Maybe now would be a good time to pause and ask a straightforward question: are Americans O.K. with this?

For months in 2009, conservatives debated amongst themselves about whether it’s acceptable to actively root against President Obama as he dealt with a variety of pressing emergencies. Led by Rush Limbaugh and others, the right generally seemed to agree that there was nothing wrong with rooting against our leaders’ success, even in a time of crisis.

But we’re talking about a significantly different dynamic now. This general approach has shifted from hoping conditions don’t improve to taking steps to ensure conditions don’t improve. We’ve gone from Republicans rooting for failure to Republicans trying to guarantee failure.

Over the summer, this general topic came up briefly, and Jon Chait suggested observers should be cautious about ascribing motives.

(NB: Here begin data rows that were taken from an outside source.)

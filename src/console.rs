use std::fmt::Write;

use crate::effects::EffectKind;
use crate::engine::AudioEngine;
use crate::error::{Result, SynthError};
use crate::midi::DeviceDirectory;
use crate::synth::{EnvelopeField, VoiceKind};
use crate::synth_controller::SynthesizerController;

const DEFAULT_VELOCITY: u8 = 100;

/// One control-surface interaction, typed in on stdin.
#[derive(Clone, Debug, PartialEq)]
pub enum Command {
    Voice(VoiceKind),
    Envelope(EnvelopeField, f32),
    Toggle(EffectKind),
    Wet(EffectKind, f32),
    Set {
        effect: EffectKind,
        field: String,
        value: String,
    },
    Compress(bool),
    Input(String),
    Channel(u8),
    NoteOn(u8, u8),
    NoteOff(u8),
    Status,
    Devices,
    Quit,
}

fn number<T: std::str::FromStr>(what: &str, word: Option<&str>) -> Result<T> {
    let word = word.unwrap_or("");
    word.parse().map_err(|_| SynthError::InvalidValue {
        what: what.into(),
        value: word.into(),
    })
}

fn missing(what: &str) -> SynthError {
    SynthError::InvalidValue {
        what: what.into(),
        value: String::new(),
    }
}

impl Command {
    pub fn parse(line: &str) -> Result<Self> {
        let mut words = line.split_whitespace();
        let head = words.next().unwrap_or("");

        if let Some(field) = EnvelopeField::from_name(head) {
            return Ok(Command::Envelope(field, number(head, words.next())?));
        }

        let command = match head {
            "voice" => Command::Voice(VoiceKind::from_name(words.next().unwrap_or(""))),
            "toggle" => Command::Toggle(words.next().ok_or_else(|| missing("effect"))?.parse()?),
            "wet" => {
                let effect = words.next().ok_or_else(|| missing("effect"))?.parse()?;
                Command::Wet(effect, number("wet", words.next())?)
            }
            "set" => {
                let effect = words.next().ok_or_else(|| missing("effect"))?.parse()?;
                let field = words.next().ok_or_else(|| missing("parameter"))?;
                let value = words.next().ok_or_else(|| missing(field))?;
                Command::Set {
                    effect,
                    field: field.to_owned(),
                    value: value.to_owned(),
                }
            }
            "compress" => match words.next() {
                Some("on") => Command::Compress(true),
                Some("off") => Command::Compress(false),
                other => {
                    return Err(SynthError::InvalidValue {
                        what: "compress".into(),
                        value: other.unwrap_or("").into(),
                    })
                }
            },
            "input" => {
                // Device names often contain spaces.
                let name = words.collect::<Vec<_>>().join(" ");
                if name.is_empty() {
                    return Err(missing("input"));
                }
                Command::Input(name)
            }
            "channel" => Command::Channel(number("channel", words.next())?),
            "note" => {
                let key = number("key", words.next())?;
                let vel = match words.next() {
                    Some(v) => number("velocity", Some(v))?,
                    None => DEFAULT_VELOCITY,
                };
                Command::NoteOn(key, vel)
            }
            "off" => Command::NoteOff(number("key", words.next())?),
            "status" => Command::Status,
            "devices" => Command::Devices,
            "quit" | "exit" => Command::Quit,
            _ => return Err(SynthError::UnknownCommand(line.trim().to_owned())),
        };
        Ok(command)
    }

    /// Runs the command against the controller. Returns text to show the user, if
    /// the command produces any.
    pub fn apply<E: AudioEngine, D: DeviceDirectory>(
        self,
        ctrlr: &mut SynthesizerController<E, D>,
    ) -> Result<Option<String>> {
        match self {
            Command::Voice(kind) => ctrlr.select_voice_engine(kind)?,
            Command::Envelope(field, raw) => ctrlr.set_envelope_field(field, raw),
            Command::Toggle(kind) => ctrlr.toggle_effect(kind)?,
            Command::Wet(kind, wet) => ctrlr.set_effect_wet(kind, wet)?,
            Command::Set {
                effect,
                field,
                value,
            } => {
                let params = ctrlr.effect(effect).params().with_field(&field, &value)?;
                ctrlr.set_effect_parameter(params)?;
            }
            Command::Compress(on) => ctrlr.set_compression(on),
            Command::Input(name) => ctrlr.set_input(&name)?,
            Command::Channel(channel) => ctrlr.set_channel(channel)?,
            Command::NoteOn(key, vel) => ctrlr.note_on(key.min(127), vel.min(127)),
            Command::NoteOff(key) => ctrlr.note_off(key.min(127)),
            Command::Status => return Ok(Some(status_report(ctrlr))),
            Command::Devices => return Ok(Some(ctrlr.available_inputs().join("\n"))),
            Command::Quit => {}
        }
        Ok(None)
    }
}

pub fn status_report<E: AudioEngine, D: DeviceDirectory>(ctrlr: &SynthesizerController<E, D>) -> String {
    let mut out = String::new();
    let env = ctrlr.envelope();
    let _ = writeln!(out, "voice: {}", ctrlr.voice_kind());
    let _ = writeln!(
        out,
        "envelope: attack {:.3}s decay {:.3}s sustain {:.2} release {:.3}s",
        env.attack, env.decay, env.sustain, env.release
    );
    let _ = writeln!(out, "binding: {:?}", ctrlr.binding_state());
    let _ = writeln!(
        out,
        "detune: {:.0} cents, volume: {:.1} dB",
        ctrlr.detune(),
        ctrlr.volume_db()
    );
    let _ = writeln!(out, "compression: {}", if ctrlr.compression() { "on" } else { "off" });
    for slot in ctrlr.effects() {
        let _ = writeln!(out, "{:>10}: wet {:.2} {:?}", slot.kind(), slot.wet(), slot.params());
    }
    out
}

#[cfg(test)]
mod tests {
    use super::*;
    use crate::engine::testing::RecordingEngine;
    use crate::midi::testing::FakeDirectory;
    use crate::midi::{Callback, Delivery};
    use std::sync::Arc;

    #[test]
    fn test_parse() {
        assert_eq!(Command::parse("voice fm").unwrap(), Command::Voice(VoiceKind::Fm));
        assert_eq!(
            Command::parse("release 0.5").unwrap(),
            Command::Envelope(EnvelopeField::Release, 0.5)
        );
        assert_eq!(
            Command::parse("toggle distortion").unwrap(),
            Command::Toggle(EffectKind::Distortion)
        );
        assert_eq!(
            Command::parse("wet reverb 0.25").unwrap(),
            Command::Wet(EffectKind::Reverb, 0.25)
        );
        assert_eq!(
            Command::parse("input Arturia KeyStep 32").unwrap(),
            Command::Input("Arturia KeyStep 32".into())
        );
        assert_eq!(Command::parse("note 60").unwrap(), Command::NoteOn(60, 100));
        assert_eq!(Command::parse("  compress on ").unwrap(), Command::Compress(true));
    }

    #[test]
    fn test_parse_errors() {
        assert!(matches!(
            Command::parse("wobble"),
            Err(SynthError::UnknownCommand(_))
        ));
        assert!(Command::parse("toggle flanger").is_err());
        assert!(Command::parse("channel x").is_err());
        assert!(Command::parse("set chorus depth").is_err());
        assert!(Command::parse("input").is_err());
    }

    #[test]
    fn test_set_goes_through_controller() {
        let callback: Callback = Arc::new(|_: Delivery| {});
        let mut ctrlr = SynthesizerController::new(
            RecordingEngine::default(),
            FakeDirectory::with_inputs(&[]),
            callback,
        )
        .unwrap();

        Command::parse("set chorus depth 0.5")
            .unwrap()
            .apply(&mut ctrlr)
            .unwrap();

        let chorus = ctrlr.effect(EffectKind::Chorus);
        assert_eq!(chorus.wet(), 1.0);
        match chorus.params() {
            crate::effects::EffectParams::Chorus(p) => assert_eq!(p.depth, 0.5),
            other => panic!("expected chorus, got {:?}", other),
        }

        let report = Command::Status.apply(&mut ctrlr).unwrap().unwrap();
        assert!(report.contains("voice: am"));
    }
}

Establishing motive is always very hard to prove. What’s more, the notion of deliberate sabotage presumes a conscious awareness that doesn’t square with human psychology as I understand it. People are extraordinarily deft at making their principles — not just their stated principles, but their actual principles — comport with their interests. The old Upton Sinclair quote — “It is difficult to make a man understand something when his salary depends upon him not understanding it” — has a lot of wisdom to it.

I don’t think many Republicans are actually trying to stop legislation that might help the economy recover because they know that a slow economy is their best route to regaining power. I think that when they’re in power, consequences like an economic slowdown or a collapsing industry seem very dire, and policies to prevent this are going to sound compelling. When you’re out of power, arguments against such policies are going to sound more compelling.

That seems largely fair. Under this line of thought, Republicans have simply lied to themselves, convincing one another that worthwhile ideas should be rejected because they’re not actually worthwhile anymore.

But Jon’s benefit-of-the-doubt approach would be more persuasive if (a) the same Republicans weren’t rejecting ideas they used to support; and (b) GOP leaders weren’t boasting publicly about prioritizing Obama’s destruction above all else, including the health of the country.

Indeed, we can even go a little further with this and note that apparent sabotage isn’t limited to economic policy. Why would Republican senators, without reason or explanation, oppose a nuclear arms treaty that advances U.S. national security interests? When the treaty enjoys support from the GOP elder statesmen and the Pentagon, and is only opposed by Iran, North Korea, and Senate Republicans, it leads to questions about the party’s intentions that give one pause.

Historically, lawmakers from both parties have resisted any kind of temptations along these lines for one simple reason: they didn’t think they’d get away with it. If members of Congress set out to undermine the strength of the country, deliberately, just to weaken an elected president, they risked a brutal backlash — the media would excoriate them, and the punishment from voters would be severe.

But I get the sense Republicans no longer have any such fears. The media tends to avoid holding congressional parties accountable, and voters aren’t really paying attention anyway. The Boehner/McConnell GOP appears willing to gamble: if they can hold the country back, voters will just blame the president in the end. And that’s quite possibly a safe assumption.

If that’s the case, though, then it’s time for a very public, albeit uncomfortable, conversation. If a major, powerful political party is making a conscious decision about sabotage, the political world should probably take the time to consider whether this is acceptable, whether it meets the bare minimum standards for patriotism, and whether it’s a healthy development in our system of government.